▶ [Exercise description] Could you copy every line of the data that contains "single"?

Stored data
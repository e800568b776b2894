//! Streaming renderer.
//!
//! Yields the document as a sequence of events, one per structure line,
//! so any sink can consume output incrementally.
//!
//! # Example
//!
//! ```no_run
//! use cvparse::{parse_file, render::{RenderEvent, StreamingRenderer}};
//!
//! fn main() -> cvparse::Result<()> {
//!     let doc = parse_file("resume.pdf")?;
//!     for event in StreamingRenderer::new(&doc, Default::default()) {
//!         if let RenderEvent::Line { rendered, .. } = event {
//!             println!("{}", rendered);
//!         }
//!     }
//!     Ok(())
//! }
//! ```

use crate::model::{Document, Line};

use super::text::render_line;
use super::RenderOptions;

/// Events emitted during streaming rendering.
#[derive(Debug, Clone, PartialEq)]
pub enum RenderEvent {
    /// Rendering has started.
    DocumentStart {
        /// Pages in the source document
        page_count: u32,
        /// Lines that will follow
        line_count: usize,
    },

    /// One classified line.
    Line {
        /// 0-indexed position in the structure
        index: usize,
        /// The structured line
        line: Line,
        /// The line rendered as text
        rendered: String,
    },

    /// Rendering has completed.
    DocumentEnd,
}

impl RenderEvent {
    /// Check if this is a content-bearing event.
    pub fn has_content(&self) -> bool {
        matches!(self, RenderEvent::Line { .. })
    }

    /// Get the rendered text if this is a line event.
    pub fn content(&self) -> Option<&str> {
        match self {
            RenderEvent::Line { rendered, .. } => Some(rendered),
            _ => None,
        }
    }

    /// Check if this is a document boundary event.
    pub fn is_document_boundary(&self) -> bool {
        matches!(
            self,
            RenderEvent::DocumentStart { .. } | RenderEvent::DocumentEnd
        )
    }
}

#[derive(Debug, Clone, Copy, PartialEq, Eq)]
enum StreamState {
    Initial,
    InLines { next: usize },
    Done,
}

/// Streaming renderer that yields rendering events as an iterator.
pub struct StreamingRenderer<'a> {
    doc: &'a Document,
    options: RenderOptions,
    state: StreamState,
}

impl<'a> StreamingRenderer<'a> {
    /// Create a new streaming renderer.
    pub fn new(doc: &'a Document, options: RenderOptions) -> Self {
        Self {
            doc,
            options,
            state: StreamState::Initial,
        }
    }

    /// Check if rendering is complete.
    pub fn is_done(&self) -> bool {
        self.state == StreamState::Done
    }
}

impl<'a> Iterator for StreamingRenderer<'a> {
    type Item = RenderEvent;

    fn next(&mut self) -> Option<RenderEvent> {
        match self.state {
            StreamState::Initial => {
                self.state = StreamState::InLines { next: 0 };
                Some(RenderEvent::DocumentStart {
                    page_count: self.doc.page_count(),
                    line_count: self.doc.structure.len(),
                })
            }
            StreamState::InLines { next } => match self.doc.structure.lines.get(next) {
                Some(line) => {
                    self.state = StreamState::InLines { next: next + 1 };
                    Some(RenderEvent::Line {
                        index: next,
                        line: line.clone(),
                        rendered: render_line(line, &self.options),
                    })
                }
                None => {
                    self.state = StreamState::Done;
                    Some(RenderEvent::DocumentEnd)
                }
            },
            StreamState::Done => None,
        }
    }
}

/// Collect all rendered lines into a string, one per line.
pub fn collect_content(renderer: StreamingRenderer<'_>) -> String {
    let mut output = String::new();
    for event in renderer {
        if let Some(content) = event.content() {
            output.push_str(content);
            output.push('\n');
        }
    }
    output
}

#[cfg(test)]
mod tests {
    use super::*;
    use crate::model::DocumentStructure;

    #[test]
    fn test_event_sequence() {
        let doc = Document::with_structure(DocumentStructure::from_iter(vec![
            Line::heading("EDUCATION"),
            Line::text(vec!["MIT"]),
        ]));
        let events: Vec<_> = StreamingRenderer::new(&doc, RenderOptions::default()).collect();

        assert_eq!(events.len(), 4);
        assert!(matches!(
            events[0],
            RenderEvent::DocumentStart { line_count: 2, .. }
        ));
        assert_eq!(events[1].content(), Some("EDUCATION"));
        assert_eq!(events[2].content(), Some("MIT"));
        assert_eq!(events[3], RenderEvent::DocumentEnd);
    }

    #[test]
    fn test_renderer_is_fused() {
        let doc = Document::new();
        let mut renderer = StreamingRenderer::new(&doc, RenderOptions::default());
        assert!(renderer.next().is_some());
        assert_eq!(renderer.next(), Some(RenderEvent::DocumentEnd));
        assert!(renderer.is_done());
        assert_eq!(renderer.next(), None);
    }
}
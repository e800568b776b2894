//! Error types for cvparse.
//!
//! Every variant of [`Error`] is fatal for the document being processed:
//! the run stops and no structure is produced. Recoverable conditions met
//! while interpreting a content stream are reported as
//! [`Warning`](crate::parser::Warning)s instead and never show up here.

use std::io;
use thiserror::Error;

/// Result type alias for cvparse operations.
pub type Result<T> = std::result::Result<T, Error>;

/// Error types that can occur while extracting a document.
#[derive(Error, Debug)]
pub enum Error {
    /// I/O error when reading input or writing output.
    #[error("I/O error: {0}")]
    Io(#[from] io::Error),

    /// The input is not recognized as PDF.
    #[error("Unknown file format: not a valid PDF")]
    UnknownFormat,

    /// The PDF version in the header is not supported.
    #[error("Unsupported PDF version: {0}")]
    UnsupportedVersion(String),

    /// Error parsing the PDF object structure or a content stream.
    #[error("PDF parsing error: {0}")]
    PdfParse(String),

    /// The document is encrypted.
    #[error("Document is encrypted")]
    Encrypted,

    /// A `Tf` operator named a font missing from the page's resources.
    #[error("Cannot resolve font '{name}' on page {page}")]
    FontNotFound {
        /// Font resource name as written in the content stream
        name: String,
        /// 1-indexed page number
        page: u32,
    },

    /// A text-showing operator ran before any font was selected.
    #[error("'{operator}' on page {page} shows text without an active font")]
    NoActiveFont {
        /// Operator that attempted to decode text
        operator: String,
        /// 1-indexed page number
        page: u32,
    },

    /// The token source produced an event that is neither operand nor keyword.
    #[error("Unexpected content token on page {page}: {description}")]
    UnexpectedToken {
        /// Description of the offending event
        description: String,
        /// 1-indexed page number
        page: u32,
    },

    /// An operator found an operand of the wrong type on top of the stack.
    #[error("'{operator}' on page {page} expects {expected} operand, found {found}")]
    OperandType {
        /// Operator being executed
        operator: String,
        /// Expected operand kind ("a name", "a string", "an array")
        expected: &'static str,
        /// Kind of the operand actually popped ("integer", "name", ..., or "nothing")
        found: &'static str,
        /// 1-indexed page number
        page: u32,
    },

    /// Page number is out of range.
    #[error("Page {0} is out of range (document has {1} pages)")]
    PageOutOfRange(u32, u32),

    /// Invalid page range specification.
    #[error("Invalid page range: {0}")]
    InvalidPageRange(String),

    /// Invalid structure configuration.
    #[error("Configuration error: {0}")]
    Config(String),

    /// Error while rendering the structure (text, Markdown, JSON).
    #[error("Rendering error: {0}")]
    Render(String),

    /// An output sink rejected a write or seek.
    #[error("Output sink error: {0}")]
    Sink(String),
}

impl Error {
    /// Whether this error was raised by the content-stream interpreter,
    /// as opposed to I/O or document loading.
    pub fn is_content_error(&self) -> bool {
        matches!(
            self,
            Error::FontNotFound { .. }
                | Error::NoActiveFont { .. }
                | Error::UnexpectedToken { .. }
                | Error::OperandType { .. }
        )
    }
}

impl From<lopdf::Error> for Error {
    fn from(err: lopdf::Error) -> Self {
        match err {
            lopdf::Error::IO(e) => Error::Io(e),
            lopdf::Error::Decryption(_) => Error::Encrypted,
            _ => Error::PdfParse(err.to_string()),
        }
    }
}

impl From<serde_json::Error> for Error {
    fn from(err: serde_json::Error) -> Self {
        Error::Config(err.to_string())
    }
}

#[cfg(test)]
mod tests {
    use super::*;

    #[test]
    fn test_error_display() {
        let err = Error::FontNotFound {
            name: "F9".to_string(),
            page: 2,
        };
        assert_eq!(err.to_string(), "Cannot resolve font 'F9' on page 2");

        let err = Error::PageOutOfRange(10, 5);
        assert_eq!(
            err.to_string(),
            "Page 10 is out of range (document has 5 pages)"
        );
    }

    #[test]
    fn test_content_error_classification() {
        let err = Error::NoActiveFont {
            operator: "Tj".to_string(),
            page: 1,
        };
        assert!(err.is_content_error());
        assert!(!Error::Encrypted.is_content_error());
    }

    #[test]
    fn test_io_error_conversion() {
        let io_err = io::Error::new(io::ErrorKind::NotFound, "file not found");
        let err: Error = io_err.into();
        assert!(matches!(err, Error::Io(_)));
    }
}
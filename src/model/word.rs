//! Words assembled from fragments.

use serde::{Deserialize, Serialize};
use std::fmt;

/// A maximal run of fragments between single-space fragments. Never empty.
#[derive(Debug, Clone, PartialEq, Eq, Hash, Serialize, Deserialize)]
#[serde(try_from = "String", into = "String")]
pub struct Word(String);

impl Word {
    /// Create a word, returning `None` for empty text.
    pub fn new(text: impl Into<String>) -> Option<Self> {
        let text = text.into();
        if text.is_empty() {
            None
        } else {
            Some(Self(text))
        }
    }

    /// The word's text.
    pub fn as_str(&self) -> &str {
        &self.0
    }

    /// Consume the word.
    pub fn into_string(self) -> String {
        self.0
    }
}

impl TryFrom<String> for Word {
    type Error = &'static str;

    fn try_from(text: String) -> Result<Self, Self::Error> {
        Word::new(text).ok_or("a word cannot be empty")
    }
}

impl From<Word> for String {
    fn from(word: Word) -> Self {
        word.0
    }
}

impl AsRef<str> for Word {
    fn as_ref(&self) -> &str {
        &self.0
    }
}

impl fmt::Display for Word {
    fn fmt(&self, f: &mut fmt::Formatter<'_>) -> fmt::Result {
        f.write_str(&self.0)
    }
}

#[cfg(test)]
mod tests {
    use super::*;

    #[test]
    fn test_empty_word_rejected() {
        assert!(Word::new("").is_none());
        assert_eq!(Word::new("Hello").unwrap().as_str(), "Hello");
    }

    #[test]
    fn test_deserialize_rejects_empty_word() {
        assert!(serde_json::from_str::<Word>("\"\"").is_err());

        let word: Word = serde_json::from_str("\"Rust\"").unwrap();
        assert_eq!(word.as_str(), "Rust");
        assert_eq!(serde_json::to_string(&word).unwrap(), "\"Rust\"");
    }
}
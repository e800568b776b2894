//! # cvparse
//!
//! Text and structure extraction from PDF résumés.
//!
//! The crate interprets the text operators of each page's content stream,
//! decodes shown strings through the active font, regroups the resulting
//! fragments into words, and classifies the words into headings, bullet
//! items, and plain text lines.
//!
//! ## Quick Start
//!
//! ```no_run
//! use cvparse::{parse_file, render};
//!
//! fn main() -> cvparse::Result<()> {
//!     let doc = parse_file("resume.pdf")?;
//!
//!     for line in doc.lines() {
//!         println!("{:?}", line);
//!     }
//!
//!     let markdown = render::to_markdown(&doc, &render::RenderOptions::default())?;
//!     println!("{}", markdown);
//!
//!     Ok(())
//! }
//! ```
//!
//! ## Pipeline
//!
//! - **Interpreter**: operand stack, `BT`/`ET` text state, font selection
//! - **Glyph decoder**: string bytes to Unicode through the active font
//! - **Word assembler**: single-space fragments separate words
//! - **Structurer**: keyword headings, bullet runs, plain text
//!
//! Any PDF reader can drive the pipeline by implementing
//! [`parser::PdfBackend`]; [`parser::LopdfBackend`] is the default.

pub mod detect;
pub mod error;
pub mod layout;
pub mod model;
pub mod parser;
pub mod render;

// Re-export commonly used types
pub use detect::{is_pdf_bytes, sniff_bytes, sniff_path};
pub use error::{Error, Result};
pub use layout::{DocumentStructurer, StructureConfig, WordAssembler};
pub use model::{
    Document, DocumentStructure, ExtractionStats, Fragment, FragmentLog, Line, Metadata, Word,
};
pub use parser::{PageSelection, ParseOptions, PdfBackend, PdfParser, Warning};
pub use render::{JsonFormat, OutputFormat, OutputSink, RenderOptions};

use std::io::Read;
use std::path::Path;

/// Parse a PDF file and return a structured document.
///
/// # Example
///
/// ```no_run
/// use cvparse::parse_file;
///
/// let doc = parse_file("resume.pdf").unwrap();
/// println!("Pages: {}", doc.page_count());
/// ```
pub fn parse_file<P: AsRef<Path>>(path: P) -> Result<Document> {
    let parser = PdfParser::open(path)?;
    parser.parse()
}

/// Parse a PDF file with custom options.
///
/// # Example
///
/// ```no_run
/// use cvparse::{parse_file_with_options, PageSelection, ParseOptions};
///
/// let options = ParseOptions::new()
///     .with_pages(PageSelection::parse("1-2").unwrap())
///     .with_normalization(true);
/// let doc = parse_file_with_options("resume.pdf", options).unwrap();
/// ```
pub fn parse_file_with_options<P: AsRef<Path>>(path: P, options: ParseOptions) -> Result<Document> {
    let parser = PdfParser::open_with_options(path, options)?;
    parser.parse()
}

/// Parse a PDF from bytes.
pub fn parse_bytes(data: &[u8]) -> Result<Document> {
    let parser = PdfParser::from_bytes(data)?;
    parser.parse()
}

/// Parse a PDF from bytes with custom options.
pub fn parse_bytes_with_options(data: &[u8], options: ParseOptions) -> Result<Document> {
    let parser = PdfParser::from_bytes_with_options(data, options)?;
    parser.parse()
}

/// Parse a PDF from a reader.
///
/// # Example
///
/// ```no_run
/// use cvparse::parse_reader;
/// use std::fs::File;
///
/// let file = File::open("resume.pdf").unwrap();
/// let doc = parse_reader(file).unwrap();
/// ```
pub fn parse_reader<R: Read>(reader: R) -> Result<Document> {
    let parser = PdfParser::from_reader(reader)?;
    parser.parse()
}

/// Run the pipeline over a caller-supplied backend.
pub fn parse_with_backend<B: PdfBackend>(backend: B, options: ParseOptions) -> Result<Document> {
    PdfParser::with_backend(backend, options).parse()
}

/// Extract plain text from a PDF file, one line per structure line.
///
/// # Example
///
/// ```no_run
/// use cvparse::extract_text;
///
/// let text = extract_text("resume.pdf").unwrap();
/// println!("{}", text);
/// ```
pub fn extract_text<P: AsRef<Path>>(path: P) -> Result<String> {
    let doc = parse_file(path)?;
    Ok(doc.plain_text())
}

/// Convert a PDF to Markdown.
///
/// # Example
///
/// ```no_run
/// use cvparse::to_markdown;
///
/// let markdown = to_markdown("resume.pdf").unwrap();
/// std::fs::write("resume.md", markdown).unwrap();
/// ```
pub fn to_markdown<P: AsRef<Path>>(path: P) -> Result<String> {
    let doc = parse_file(path)?;
    render::to_markdown(&doc, &RenderOptions::default())
}
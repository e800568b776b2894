//! Text-object state tracking.

use super::backend::FontHandle;

/// Whether the interpreter is inside a `BT` … `ET` text object.
#[derive(Debug, Clone, Copy, PartialEq, Eq, Default)]
pub enum TextObject {
    #[default]
    OutsideText,
    InsideText,
}

/// Text state for one page: text-object membership and the selected font.
///
/// Only `BT`, `ET` and `Tf` mutate it.
#[derive(Debug, Clone, Default)]
pub struct TextState {
    object: TextObject,
    active_font: Option<FontHandle>,
}

impl TextState {
    pub fn new() -> Self {
        Self::default()
    }

    pub fn object(&self) -> TextObject {
        self.object
    }

    pub fn inside_text(&self) -> bool {
        self.object == TextObject::InsideText
    }

    pub fn active_font(&self) -> Option<&FontHandle> {
        self.active_font.as_ref()
    }

    /// `BT`: enter a text object.
    pub fn begin(&mut self) {
        self.object = TextObject::InsideText;
    }

    /// `ET`: leave the text object. Returns `false`, leaving the state
    /// untouched, when no text object is open.
    pub fn end(&mut self) -> bool {
        match self.object {
            TextObject::OutsideText => false,
            TextObject::InsideText => {
                self.object = TextObject::OutsideText;
                true
            }
        }
    }

    /// Select the font, or clear it with `None`.
    pub fn set_font(&mut self, font: Option<FontHandle>) {
        self.active_font = font;
    }
}
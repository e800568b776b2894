//! PDF header sniffing.
//!
//! Readers tolerate junk before the `%PDF-x.y` marker as long as it appears
//! within the first kilobyte, so the scan does too.

use crate::error::{Error, Result};
use std::fs::File;
use std::io::Read;
use std::path::Path;

const PDF_MAGIC: &[u8] = b"%PDF-";
const VERSION_LEN: usize = 3;
const HEADER_WINDOW: usize = 1024;

/// Return the header version (e.g. `"1.7"`) of the PDF at `path`.
pub fn sniff_path<P: AsRef<Path>>(path: P) -> Result<String> {
    let mut header = Vec::with_capacity(HEADER_WINDOW);
    File::open(path)?
        .take(HEADER_WINDOW as u64)
        .read_to_end(&mut header)?;
    sniff_bytes(&header)
}

/// Return the header version of an in-memory PDF.
pub fn sniff_bytes(data: &[u8]) -> Result<String> {
    let window = &data[..data.len().min(HEADER_WINDOW)];
    let start = window
        .windows(PDF_MAGIC.len())
        .position(|w| w == PDF_MAGIC)
        .ok_or(Error::UnknownFormat)?;

    let version = window
        .get(start + PDF_MAGIC.len()..start + PDF_MAGIC.len() + VERSION_LEN)
        .ok_or(Error::UnknownFormat)?;
    let version = String::from_utf8_lossy(version).into_owned();

    match version.as_bytes() {
        [major @ (b'1' | b'2'), b'.', minor] if minor.is_ascii_digit() => {
            if *major == b'2' && *minor != b'0' {
                return Err(Error::UnsupportedVersion(version));
            }
            Ok(version)
        }
        _ => Err(Error::UnsupportedVersion(version)),
    }
}

/// Whether `data` carries a PDF header.
pub fn is_pdf_bytes(data: &[u8]) -> bool {
    sniff_bytes(data).is_ok()
}

#[cfg(test)]
mod tests {
    use super::*;

    #[test]
    fn test_sniff_plain_header() {
        assert_eq!(sniff_bytes(b"%PDF-1.7\n%\xe2\xe3\xcf\xd3").unwrap(), "1.7");
        assert_eq!(sniff_bytes(b"%PDF-2.0\n").unwrap(), "2.0");
    }

    #[test]
    fn test_sniff_header_after_junk() {
        let mut data = vec![b' '; 100];
        data.extend_from_slice(b"%PDF-1.4\n");
        assert_eq!(sniff_bytes(&data).unwrap(), "1.4");
    }

    #[test]
    fn test_sniff_rejects_non_pdf() {
        assert!(matches!(
            sniff_bytes(b"<!DOCTYPE html>"),
            Err(Error::UnknownFormat)
        ));
        assert!(matches!(sniff_bytes(b"%PDF"), Err(Error::UnknownFormat)));
        assert!(!is_pdf_bytes(b"Not a PDF"));
    }

    #[test]
    fn test_sniff_rejects_bad_version() {
        assert!(matches!(
            sniff_bytes(b"%PDF-x.y\n"),
            Err(Error::UnsupportedVersion(_))
        ));
        assert!(matches!(
            sniff_bytes(b"%PDF-2.5\n"),
            Err(Error::UnsupportedVersion(_))
        ));
    }
}
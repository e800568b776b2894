//! Keyword and marker vocabulary for the document structurer.

use std::path::Path;

use serde::{Deserialize, Serialize};

use crate::error::{Error, Result};

/// Vocabulary driving heading and bullet classification.
///
/// All matching is by substring: a word is a heading if it contains any
/// heading keyword anywhere inside it.
#[derive(Debug, Clone, PartialEq, Eq, Serialize, Deserialize)]
#[serde(default)]
pub struct StructureConfig {
    /// Substrings that make a word a standalone heading.
    pub heading_keywords: Vec<String>,

    /// Substrings that make a word a bullet marker.
    pub bullet_markers: Vec<String>,

    /// Substrings that end a bullet body without being headings.
    pub bullet_terminators: Vec<String>,

    /// Compare case-sensitively.
    pub case_sensitive: bool,
}

impl Default for StructureConfig {
    fn default() -> Self {
        Self {
            heading_keywords: vec![
                "EDUCATION".to_string(),
                "EXPERIENCE".to_string(),
                "ACHIEVEMENTS".to_string(),
            ],
            bullet_markers: vec!["•".to_string(), "●".to_string()],
            bullet_terminators: vec!["PROFESSIONAL".to_string(), "Frontend".to_string()],
            case_sensitive: true,
        }
    }
}

impl StructureConfig {
    /// Create a config with the default vocabulary.
    pub fn new() -> Self {
        Self::default()
    }

    /// Create a config with no vocabulary at all.
    pub fn empty() -> Self {
        Self {
            heading_keywords: Vec::new(),
            bullet_markers: Vec::new(),
            bullet_terminators: Vec::new(),
            case_sensitive: true,
        }
    }

    /// Add a heading keyword.
    pub fn with_heading_keyword(mut self, keyword: impl Into<String>) -> Self {
        self.heading_keywords.push(keyword.into());
        self
    }

    /// Add a bullet marker.
    pub fn with_bullet_marker(mut self, marker: impl Into<String>) -> Self {
        self.bullet_markers.push(marker.into());
        self
    }

    /// Add a word that terminates bullet bodies.
    pub fn with_bullet_terminator(mut self, keyword: impl Into<String>) -> Self {
        self.bullet_terminators.push(keyword.into());
        self
    }

    /// Match keywords and markers ignoring case.
    pub fn case_insensitive(mut self) -> Self {
        self.case_sensitive = false;
        self
    }

    /// Parse a config from JSON. Missing fields take their defaults.
    pub fn from_json_str(json: &str) -> Result<Self> {
        let config: Self = serde_json::from_str(json)?;
        config.validate()?;
        Ok(config)
    }

    /// Load a config from a JSON file.
    pub fn from_json_file<P: AsRef<Path>>(path: P) -> Result<Self> {
        let json = std::fs::read_to_string(path)?;
        Self::from_json_str(&json)
    }

    /// Reject empty keywords or markers; an empty substring matches every word.
    pub fn validate(&self) -> Result<()> {
        let all = self
            .heading_keywords
            .iter()
            .chain(&self.bullet_markers)
            .chain(&self.bullet_terminators);
        for entry in all {
            if entry.is_empty() {
                return Err(Error::Config(
                    "keywords and markers must not be empty".to_string(),
                ));
            }
        }
        Ok(())
    }

    /// Whether `word` contains a heading keyword.
    pub fn is_heading(&self, word: &str) -> bool {
        self.contains_any(word, &self.heading_keywords)
    }

    /// Whether `word` contains a bullet marker.
    pub fn is_bullet(&self, word: &str) -> bool {
        self.contains_any(word, &self.bullet_markers)
    }

    /// Whether `word` ends a bullet body: another bullet, a heading, or a
    /// terminator keyword.
    pub fn ends_bullet(&self, word: &str) -> bool {
        self.is_bullet(word)
            || self.is_heading(word)
            || self.contains_any(word, &self.bullet_terminators)
    }

    fn contains_any(&self, word: &str, needles: &[String]) -> bool {
        if self.case_sensitive {
            needles.iter().any(|n| word.contains(n.as_str()))
        } else {
            let word = word.to_lowercase();
            needles
                .iter()
                .any(|n| word.contains(n.to_lowercase().as_str()))
        }
    }
}
//! JSON rendering.

use crate::error::{Error, Result};
use crate::model::Document;

/// JSON output format.
#[derive(Debug, Clone, Copy, PartialEq, Eq, Default)]
pub enum JsonFormat {
    /// Pretty-printed JSON with indentation
    #[default]
    Pretty,
    /// Compact JSON without extra whitespace
    Compact,
}

/// Convert a document (structure, stats, metadata and warnings) to JSON.
pub fn to_json(doc: &Document, format: JsonFormat) -> Result<String> {
    let result = match format {
        JsonFormat::Pretty => serde_json::to_string_pretty(doc),
        JsonFormat::Compact => serde_json::to_string(doc),
    };

    result.map_err(|e| Error::Render(format!("JSON serialization error: {}", e)))
}

#[cfg(test)]
mod tests {
    use super::*;
    use crate::model::{DocumentStructure, Line};
    use crate::parser::Warning;

    fn sample() -> Document {
        let mut doc = Document::with_structure(DocumentStructure::from_iter(vec![
            Line::heading("EDUCATION"),
            Line::bullet("•", vec!["MIT"]),
        ]));
        doc.warnings.push(Warning::EndWithoutBegin { page: 1 });
        doc
    }

    #[test]
    fn test_to_json_pretty() {
        let json = to_json(&sample(), JsonFormat::Pretty).unwrap();
        assert!(json.contains("\"heading\""));
        assert!(json.contains("EDUCATION"));
        assert!(json.contains("\"end_without_begin\""));
        assert!(json.contains('\n'));
    }

    #[test]
    fn test_to_json_compact_round_trips() {
        let json = to_json(&sample(), JsonFormat::Compact).unwrap();
        assert!(!json.contains('\n'));

        let back: Document = serde_json::from_str(&json).unwrap();
        assert_eq!(back.structure, sample().structure);
        assert_eq!(back.warnings, sample().warnings);
    }
}
//! Text reconstruction: fragments to words, words to classified lines.

mod config;
mod structurer;
mod words;

pub use config::StructureConfig;
pub use structurer::{DocumentStructurer, Lines};
pub use words::WordAssembler;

▶ [Result below]
/// A maximal run of fragments between single-space fragments. Never empty.
//! - **Word assembler**: single-space fragments separate words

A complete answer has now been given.